The original cast and creative team are revisiting this powerful production from esteemed Australian playwright Alana Valentine. The show stars Humphrey Bower and Gibson Nolte.
‘Savage Grace’ is a timely provocation given the current COVID climate – with Valentine writing a contemporary update as the characters experience the ‘new’ pandemic of COVID-19 while reflecting on 20 years of love, loss and their experience of the HIV/AIDS pandemic.
Dr Tex Cladakis (Nolte), an American HIV specialist, meets bioethics professor Robert Bavaro (Bower). They clash over ethical issues, but despite – or perhaps because of – this, develop a passionate sexual affair between them. Moral ground shifts and stakes escalate as Dr Cladakis considers assisting the suicide of one of his terminally ill patients, and the trust and love growing between the two men is threatened.
“It is a real first in having the same cast take on the same play 20 years later. What was a budding, passionate love affair and an ideological debate between two men in their 20s and 30s becomes a very different emotional frame when the characters are in their forties and fifties, where the stakes may be even higher, and the positions more entrenched,” Director Sally Richardson says.

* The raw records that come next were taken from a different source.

use serde::{Deserialize, Serialize};
use std::path::PathBuf;

use crate::Theme;

const APP_DIR_NAME: &str = "cardcycle";

/// Stores user-configurable preferences.
#[derive(Debug, Clone, PartialEq, Serialize, Deserialize)]
pub struct Config {
    pub locale: String,
    pub currency_symbol: String,
    #[serde(default)]
    pub theme: Theme,
    #[serde(default)]
    pub alerts: AlertSettings,
    #[serde(default = "Config::default_backup_retention")]
    pub backup_retention: usize,

    #[serde(default, skip_serializing_if = "Option::is_none")]
    /// Optional custom directory for card data. When unset, `Tracker::open_default`
    /// uses the platform data dir and `Tracker::open_in` uses `<base>/data`.
    pub data_dir: Option<PathBuf>,
}

impl Default for Config {
    fn default() -> Self {
        Self {
            locale: "es-ES".into(),
            currency_symbol: "$".into(),
            theme: Theme::default(),
            alerts: AlertSettings::default(),
            backup_retention: Self::default_backup_retention(),
            data_dir: None,
        }
    }
}

impl Config {
    pub fn default_backup_retention() -> usize {
        5
    }

    pub fn resolve_data_dir(&self) -> PathBuf {
        if let Some(path) = &self.data_dir {
            return path.clone();
        }

        let base = dirs::data_dir()
            .or_else(dirs::home_dir)
            .unwrap_or_else(|| PathBuf::from("."));

        base.join(APP_DIR_NAME)
    }

    /// Formats an amount with the configured symbol and two decimals.
    pub fn format_amount(&self, amount: f64) -> String {
        if amount < 0.0 {
            format!("-{}{:.2}", self.currency_symbol, amount.abs())
        } else {
            format!("{}{:.2}", self.currency_symbol, amount)
        }
    }
}

/// Day and percentage limits used for payment and usage alerts.
#[derive(Debug, Clone, Copy, PartialEq, Serialize, Deserialize)]
#[serde(default)]
pub struct AlertSettings {
    pub urgent_days: i64,
    pub soon_days: i64,
    pub high_usage_percent: f64,
    pub critical_usage_percent: f64,
}

impl Default for AlertSettings {
    fn default() -> Self {
        Self {
            urgent_days: 3,
            soon_days: 7,
            high_usage_percent: 75.0,
            critical_usage_percent: 90.0,
        }
    }
}
use std::io;

use thiserror::Error;

#[derive(Debug, Error)]
pub enum ConfigError {
    #[error("Config I/O error: {0}")]
    Io(#[from] io::Error),

    #[error("Config serialization error: {0}")]
    Serde(String),

    #[error("Config backup not found: {0}")]
    BackupNotFound(String),
}

impl From<serde_json::Error> for ConfigError {
    fn from(err: serde_json::Error) -> Self {
        ConfigError::Serde(err.to_string())
    }
}
//! cardcycle-domain
//!
//! Pure domain models (Card, Transaction, CycleWindow, CardStore, etc.).
//! No I/O, no storage. Only data types, calendar helpers and core enums.

pub mod card;
pub mod common;
pub mod cycle;
pub mod store;
pub mod transaction;

pub use card::*;
pub use common::*;
pub use cycle::*;
pub use store::*;
pub use transaction::*;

“I think it’s wonderful to see love and relationship explored by characters (and actors) who are more mature potentially offering the play access to a wider audience demographic as we invite the audience to reflect on two very different points of view of euthanasia.”
The reprisal of ‘Savage Grace’ in a sense reflects the 21-year story of SteamWorks.
“I can look back and feel proud of our legacy; new works and programs that have championed and supported the careers of many WA artists, new writing exploring contemporary forms and genres, the choice to actively support independent theatre and contemporary dance projects, while proactively working in partnership with women in all areas of the company’s process and practice.”